Population composition: The nature of the organisms being treated as they differ markedly in susceptibility varies the effectiveness of an agent. For example, younger cells are usually more readily destroyed than mature organisms and bacterial endospores are much more resistant to most antimicrobial agents than are vegetative forms. Mycobacterium tuberculosis for example is very much resistant to most of the antimicrobial agents than most other bacteria. Hence, the composition of population also plays a major role in the effectiveness of antimicrobial agents.
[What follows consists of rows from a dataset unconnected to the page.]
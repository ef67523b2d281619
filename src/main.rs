use std::{io::Write, process, sync::Arc};

use postdown::{
    application::{
        Extensions, archive,
        error::AppError,
        feed::{FeedDefaults, FeedService, FeedSettings},
        negotiation::Negotiator,
        render::ContentConverter,
        resource::ResourceRenderer,
        syndication::SyndicationService,
    },
    cache::{CacheConfig, FeedCache, MemoryCacheStore},
    config,
    domain::entities::SiteSettingsRecord,
    infra::{
        error::InfraError,
        http::{self, HttpState},
        memory::MemoryContentStore,
        telemetry,
    },
};
use tracing::{Dispatch, Level, dispatcher, error, info, warn};
use tracing_subscriber::fmt as tracing_fmt;

#[tokio::main]
async fn main() {
    if let Err(error) = run().await {
        report_application_error(&error);
        process::exit(1);
    }
}

fn report_application_error(error: &AppError) {
    if dispatcher::has_been_set() {
        error!(error = %error, "application error");
        return;
    }

    let subscriber = tracing_fmt()
        .with_max_level(Level::ERROR)
        .with_writer(std::io::stderr)
        .finish();
    let dispatch = Dispatch::new(subscriber);
    dispatcher::with_default(&dispatch, || {
        error!(error = %error, "application error");
    });
}

async fn run() -> Result<(), AppError> {
    let (cli_args, settings) = config::load_with_cli()
        .map_err(|err| AppError::unexpected(format!("failed to load configuration: {err}")))?;

    let command = cli_args
        .command
        .unwrap_or(config::Command::Serve(Box::<config::ServeArgs>::default()));

    telemetry::init(&settings.logging).map_err(AppError::from)?;

    let app = build_application_context(&settings)?;

    match command {
        config::Command::Serve(_) => serve_http(&settings, app.http_state).await,
        config::Command::Feed(_) => {
            let markdown = app.feed.markdown_feed().await?;
            write_stdout(&markdown)
        }
        config::Command::Render(args) => run_render(&app, &args).await,
    }
}

struct ApplicationContext {
    http_state: HttpState,
    feed: Arc<FeedService>,
    renderer: Arc<ResourceRenderer>,
}

fn build_application_context(settings: &config::Settings) -> Result<ApplicationContext, AppError> {
    let store = Arc::new(MemoryContentStore::new(SiteSettingsRecord::from(
        &settings.site,
    )));
    archive::load_into(
        &store,
        &settings.content.archive,
        SiteSettingsRecord::from(&settings.site),
    )?;

    let extensions = Extensions::new();
    let converter = ContentConverter::new(settings.conversion.clone(), extensions.clone());
    let feed_settings = Arc::new(FeedSettings::new(
        FeedDefaults::from(&settings.feed),
        extensions.clone(),
    ));

    let cache_config = CacheConfig::from(&settings.cache);
    let cache = FeedCache::new(
        Arc::new(MemoryCacheStore::new(&cache_config)),
        cache_config.namespace.clone(),
    );

    let feed = Arc::new(FeedService::new(
        store.clone(),
        store.clone(),
        store.clone(),
        converter.clone(),
        cache,
        feed_settings.clone(),
        extensions.clone(),
    ));
    let renderer = Arc::new(ResourceRenderer::new(
        store.clone(),
        store.clone(),
        store.clone(),
        converter.clone(),
    ));
    let syndication = Arc::new(SyndicationService::new(
        store.clone(),
        store.clone(),
        store.clone(),
        converter,
        feed_settings,
    ));
    let negotiator = Arc::new(Negotiator::new(
        settings.negotiation.allowed_types.clone(),
        extensions,
    ));

    let http_state = HttpState {
        negotiator,
        feed: feed.clone(),
        renderer: renderer.clone(),
        syndication,
        resources: store.clone(),
        site: store,
    };

    Ok(ApplicationContext {
        http_state,
        feed,
        renderer,
    })
}

async fn run_render(app: &ApplicationContext, args: &config::RenderArgs) -> Result<(), AppError> {
    let resource = app.renderer.find(&args.slug).await?.ok_or(AppError::NotFound)?;

    let markdown = if args.comments {
        app.renderer.render_resource_with_comments(&resource).await?
    } else {
        app.renderer.render_resource(&resource).await?
    };
    write_stdout(&markdown)
}

fn write_stdout(text: &str) -> Result<(), AppError> {
    let mut stdout = std::io::stdout().lock();
    stdout
        .write_all(text.as_bytes())
        .and_then(|()| stdout.flush())
        .map_err(|err| AppError::from(InfraError::from(err)))
}

async fn serve_http(settings: &config::Settings, http_state: HttpState) -> Result<(), AppError> {
    let router = http::build_router(http_state);

    let listener = tokio::net::TcpListener::bind(settings.server.addr)
        .await
        .map_err(|err| AppError::from(InfraError::from(err)))?;
    info!(
        target = "postdown::serve",
        addr = %settings.server.addr,
        "Listening"
    );

    let server = axum::serve(listener, router.into_make_service())
        .with_graceful_shutdown(shutdown_signal());
    let grace = settings.server.graceful_shutdown;

    tokio::select! {
        result = server => {
            result.map_err(|err| AppError::unexpected(format!("server error: {err}")))?;
        }
        () = async {
            shutdown_signal().await;
            tokio::time::sleep(grace).await;
        } => {
            warn!(
                target = "postdown::serve",
                grace_seconds = grace.as_secs(),
                "Graceful shutdown timed out; dropping open connections"
            );
        }
    }

    info!(target = "postdown::serve", "Server stopped");
    Ok(())
}

async fn shutdown_signal() {
    if let Err(err) = tokio::signal::ctrl_c().await {
        error!(
            target = "postdown::serve",
            error = %err,
            "Failed to listen for shutdown signal"
        );
        std::future::pending::<()>().await;
    }
}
Concentration of an agent: Often, but not always, the more concentrated a chemical agent or intense a physical agent, the more rapidly microorganisms are destroyed. This is not always true and over a short range, a small increase in concentration leads to an exponential rise in effectiveness, but beyond a certain point, the increase may not raise the killing. Sometimes an agent is more effective at lower concentrations. For example, 70% ethanol is more effective than 95% because its activity is enhanced in the presence of water.
Duration of exposure: The more the exposure duration, the more organisms are killed. Hence, this also form a vital effectiveness criterion for the antimicrobial agents.
Temperature: An increase in temperature at which the agent acts also often enhances its activity. Frequently, a lower concentration of disinfectant or sterilizing agent can be used at a higher temperature.
Local environment: The local environment in which the population is being controlled also plays a major role that may offer protection or aid in its destruction. For example, because heat kills more readily at an acid pH, acid foods and beverages such as fruits and tomatoes are easier to pasteurize. The organic matter also can protect microorganisms against heating and chemical disinfectants. Hence, for example when city's water supply has a high content of organic matter, more chlorine must be added to disinfect the water.